Malise Ruthven, in a review of recent books by Paul Berman and Ayaan Hirsi Ali, questions some of the governing assumptions about the nature of Islam that both authors replicate in their work: equating Islamist movements with fascism (Berman) and seeing Islam as inherently patriarchal (Hirsi Ali).
“Obsessed as they are with their model of a ‘totalitarian threat’ to Enlightenment liberalism, both Berman and Hirsi Ali fail to take account of well-documented facts that would challenge their presuppositions. Berman muddles kin-patronage politics, a constant in Arab societies, with fascism. Hirsi Ali—oblivious of changes in gender roles that are occurring within more developed Muslim polities, and ignoring the way that traditional systems of authority tend to oppress women in cultures as different as China, Japan, and India—confuses Islam (a malleable religious tradition) with patriarchy (a specific set of social relationships built around masculine power). As Julien Benda himself might acknowledge, a failure to look at all the facts, however complex they may be, is a kind of intellectual betrayal, a trahison des clercs.” [trahison des clercs = to score political points at the expense of intellectual integrity]
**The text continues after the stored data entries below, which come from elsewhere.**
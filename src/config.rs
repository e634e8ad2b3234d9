//! Configuration for the RAG pipeline.

use serde::{Deserialize, Serialize};

use crate::error::{RagError, Result};

/// Configuration parameters for the RAG pipeline.
///
/// The defaults match the splitter and retriever parameters the system was
/// tuned with: 800-character chunks with 100 characters of overlap, and the
/// top 4 results per query.
#[derive(Debug, Clone, Serialize, Deserialize, PartialEq)]
pub struct RagConfig {
    /// Maximum chunk size in characters.
    pub chunk_size: usize,
    /// Number of overlapping characters between consecutive chunks.
    pub chunk_overlap: usize,
    /// Number of top results retrieved per query.
    pub top_k: usize,
    /// Optional cap on the assembled context length in characters.
    ///
    /// When set, retrieved results are dropped (whole results at a time,
    /// lowest-ranked first) until the concatenated context fits. `None`
    /// means no cap.
    pub max_context_chars: Option<usize>,
}

impl Default for RagConfig {
    fn default() -> Self {
        Self { chunk_size: 800, chunk_overlap: 100, top_k: 4, max_context_chars: None }
    }
}

impl RagConfig {
    /// Create a new builder for constructing a [`RagConfig`].
    pub fn builder() -> RagConfigBuilder {
        RagConfigBuilder::default()
    }
}

/// Builder for constructing a validated [`RagConfig`].
#[derive(Debug, Clone, Default)]
pub struct RagConfigBuilder {
    config: RagConfig,
}

impl RagConfigBuilder {
    /// Set the maximum chunk size in characters.
    pub fn chunk_size(mut self, size: usize) -> Self {
        self.config.chunk_size = size;
        self
    }

    /// Set the overlap between consecutive chunks in characters.
    pub fn chunk_overlap(mut self, overlap: usize) -> Self {
        self.config.chunk_overlap = overlap;
        self
    }

    /// Set the number of top results retrieved per query.
    pub fn top_k(mut self, k: usize) -> Self {
        self.config.top_k = k;
        self
    }

    /// Set a cap on the assembled context length in characters.
    pub fn max_context_chars(mut self, max: usize) -> Self {
        self.config.max_context_chars = Some(max);
        self
    }

    /// Build the [`RagConfig`], validating that parameters are consistent.
    ///
    /// # Errors
    ///
    /// Returns [`RagError::Config`] if:
    /// - `chunk_size == 0`
    /// - `chunk_overlap >= chunk_size`
    /// - `top_k == 0`
    pub fn build(self) -> Result<RagConfig> {
        if self.config.chunk_size == 0 {
            return Err(RagError::Config("chunk_size must be greater than zero".to_string()));
        }
        if self.config.chunk_overlap >= self.config.chunk_size {
            return Err(RagError::Config(format!(
                "chunk_overlap ({}) must be less than chunk_size ({})",
                self.config.chunk_overlap, self.config.chunk_size
            )));
        }
        if self.config.top_k == 0 {
            return Err(RagError::Config("top_k must be greater than zero".to_string()));
        }
        Ok(self.config)
    }
}
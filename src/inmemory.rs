//! In-memory vector store using exhaustive cosine similarity search.
//!
//! This module provides [`InMemoryVectorStore`], an append-only store backed
//! by a `Vec` protected by a `tokio::sync::RwLock`. Every query scans all
//! records (O(N·D)); that is the deliberate scale ceiling of this design,
//! and larger corpora belong behind an indexed [`VectorStore`] implementation.

use std::cmp::Ordering;
use std::sync::Arc;

use async_trait::async_trait;
use tokio::sync::RwLock;
use uuid::Uuid;

use crate::document::{Chunk, Record, ScoredResult};
use crate::embedding::EmbeddingProvider;
use crate::error::{RagError, Result};
use crate::vectorstore::VectorStore;

/// An append-only in-memory vector store with exhaustive cosine search.
///
/// The store owns its embedding provider: `add_records` embeds chunk texts
/// before taking the write lock, so slow network calls never block readers.
/// Records are kept in insertion order; the first write establishes the
/// store's embedding dimensionality and every later write must match it.
pub struct InMemoryVectorStore {
    embedder: Arc<dyn EmbeddingProvider>,
    inner: RwLock<StoreInner>,
}

#[derive(Default)]
struct StoreInner {
    records: Vec<Record>,
    /// Established embedding dimensionality; `None` until the first write.
    dimensions: Option<usize>,
}

impl InMemoryVectorStore {
    /// Create a new empty store backed by the given embedding provider.
    pub fn new(embedder: Arc<dyn EmbeddingProvider>) -> Self {
        Self { embedder, inner: RwLock::new(StoreInner::default()) }
    }

    /// Number of persisted records.
    pub async fn len(&self) -> usize {
        self.inner.read().await.records.len()
    }

    /// Whether the store holds no records.
    pub async fn is_empty(&self) -> bool {
        self.inner.read().await.records.is_empty()
    }
}

/// Compute cosine similarity between two vectors.
///
/// Returns 0.0 if either vector has zero magnitude.
fn cosine_similarity(a: &[f32], b: &[f32]) -> f32 {
    let dot: f32 = a.iter().zip(b.iter()).map(|(x, y)| x * y).sum();
    let norm_a: f32 = a.iter().map(|x| x * x).sum::<f32>().sqrt();
    let norm_b: f32 = b.iter().map(|x| x * x).sum::<f32>().sqrt();
    if norm_a == 0.0 || norm_b == 0.0 {
        return 0.0;
    }
    dot / (norm_a * norm_b)
}

#[async_trait]
impl VectorStore for InMemoryVectorStore {
    async fn add_records(&self, chunks: &[Chunk]) -> Result<Vec<String>> {
        if chunks.is_empty() {
            return Ok(Vec::new());
        }

        // Embed before taking the write lock; the lock only covers the
        // validate-and-append step.
        let texts: Vec<&str> = chunks.iter().map(|c| c.text.as_str()).collect();
        let embeddings = self.embedder.embed_batch(&texts).await?;
        if embeddings.len() != chunks.len() {
            return Err(RagError::Embedding {
                provider: "batch".to_string(),
                message: format!(
                    "provider returned {} embeddings for {} inputs",
                    embeddings.len(),
                    chunks.len()
                ),
            });
        }

        let mut inner = self.inner.write().await;

        // Validate every embedding before appending anything, so a partial
        // batch is never persisted.
        let expected = inner.dimensions.unwrap_or(embeddings[0].len());
        for embedding in &embeddings {
            if embedding.len() != expected {
                return Err(RagError::DimensionMismatch { expected, actual: embedding.len() });
            }
        }
        inner.dimensions = Some(expected);

        let mut ids = Vec::with_capacity(chunks.len());
        for (chunk, embedding) in chunks.iter().zip(embeddings) {
            let id = Uuid::new_v4().to_string();
            ids.push(id.clone());
            inner.records.push(Record {
                id,
                content: chunk.text.clone(),
                embedding,
                metadata: chunk.metadata.clone(),
            });
        }

        Ok(ids)
    }

    async fn all_records(&self) -> Vec<Record> {
        self.inner.read().await.records.clone()
    }

    async fn search(&self, embedding: &[f32], top_k: usize) -> Result<Vec<ScoredResult>> {
        let inner = self.inner.read().await;

        if let Some(expected) = inner.dimensions {
            if embedding.len() != expected {
                return Err(RagError::DimensionMismatch { expected, actual: embedding.len() });
            }
        }

        let mut scored: Vec<ScoredResult> = inner
            .records
            .iter()
            .map(|record| ScoredResult {
                content: record.content.clone(),
                metadata: record.metadata.clone(),
                similarity: cosine_similarity(embedding, &record.embedding),
            })
            .collect();

        // Stable sort keeps insertion order among equal scores.
        scored.sort_by(|a, b| {
            b.similarity.partial_cmp(&a.similarity).unwrap_or(Ordering::Equal)
        });
        scored.truncate(top_k);
        Ok(scored)
    }
}
//! # jquery-remote
//!
//! jQuery-style DOM querying and manipulation for remote-controlled browsers.
//!
//! A [`Selector`] represents zero or more matched DOM elements and exposes
//! chainable, jQuery-compatible operations (traversal, mutation,
//! attribute/text/style access). Each call is translated into a snippet of
//! injected script, executed in the live page by a [`ScriptExecutor`], and
//! the response re-hydrated into a new selection. Selector semantics are
//! delegated to the browser-resident jQuery library; this crate builds the
//! expressions and converts the results.
//!
//! ## Usage
//!
//! ```rust,no_run
//! use headless_chrome::Browser;
//! use jquery_remote::{CdpExecutor, JQuery};
//! use std::sync::Arc;
//!
//! # fn main() -> Result<(), Box<dyn std::error::Error>> {
//! let browser = Browser::default()?;
//! let tab = browser.new_tab()?;
//! tab.navigate_to("https://example.com")?;
//! tab.wait_until_navigated()?;
//!
//! let jquery = JQuery::new(Arc::new(CdpExecutor::new(tab)));
//! let nav = jquery.query("div#jq-primaryNavigation")?;
//! for item in nav.children()?.iter() {
//!     println!("{}", item.text()?);
//! }
//! # Ok(())
//! # }
//! ```
//!
//! ## Testing without a browser
//!
//! The executor is injected at construction, never referenced as a global,
//! so tests can drive the whole API against [`MockExecutor`]:
//!
//! ```rust
//! use jquery_remote::{JQuery, MockExecutor, ScriptResult};
//! use std::sync::Arc;
//!
//! let mock = Arc::new(MockExecutor::new());
//! mock.respond("return jQuery('li')", ScriptResult::indexed_map(["el-0"]));
//!
//! let sel = JQuery::new(mock.clone()).query("li").unwrap();
//! assert_eq!(sel.len(), 1);
//! ```
//!
//! ## Module overview
//!
//! - [`dom`]: the selector set ([`Selector`]) and element handle
//!   ([`ElementHandle`]) value types
//! - [`script`]: the execution-service contract ([`ScriptExecutor`],
//!   [`ScriptResult`]), the CDP-backed executor, argument quoting, and the
//!   mock executor for tests
//! - [`factory`]: the page-level [`JQuery`] entry point
//! - [`error`]: error types and the crate [`Result`] alias

pub mod dom;
pub mod error;
pub mod factory;
pub mod script;

pub use dom::{ElementHandle, Selector};
pub use error::{JQueryError, Result};
pub use factory::JQuery;
pub use script::{CdpExecutor, ElementRef, MockExecutor, ScriptExecutor, ScriptResult};
//! The chainable selector set.

use crate::dom::handle::ElementHandle;
use crate::dom::scalar_to_string;
use crate::error::{JQueryError, Result};
use crate::script::{expr, ElementRef, ScriptExecutor, ScriptResult};
use std::sync::Arc;

/// An ordered, possibly-empty group of matched elements sharing an
/// accumulated selector expression.
///
/// Every operation builds a script from the current expression plus an
/// operation-specific suffix, runs it through the injected executor, and
/// converts the result back into a scalar, a fresh `Selector`, or a
/// replacement handle collection. One operation, one blocking round trip.
pub struct Selector {
    executor: Arc<dyn ScriptExecutor>,
    expression: String,
    handles: Vec<ElementHandle>,
    cursor: usize,
}

impl std::fmt::Debug for Selector {
    fn fmt(&self, f: &mut std::fmt::Formatter<'_>) -> std::fmt::Result {
        f.debug_struct("Selector")
            .field("expression", &self.expression)
            .field("handles", &self.handles)
            .field("cursor", &self.cursor)
            .finish()
    }
}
Ruthven offers some compelling reasons why the “Islamist = fascism” equation is inadequate:
“Herein, I would suggest, lies the fallacy of treating the Islamist movements with all their complicated ramifications as a ‘totalitarian’ ideology in the same category as Nazism and communism, with dissenters such as Hirsi Ali viewed as ‘persecuted intellectuals’ comparable to the heroic refuseniks of the cold war era. Granted that Islamism contains fascistic elements (to which I myself have drawn attention), it is dangerously simplistic to assimilate the complexities of family power rooted in clan politics and kin patronage networks of a traditionally based society to a system comparable to that which operated in Russia from 1917 to 1991 or Germany during Hitler’s Third Reich.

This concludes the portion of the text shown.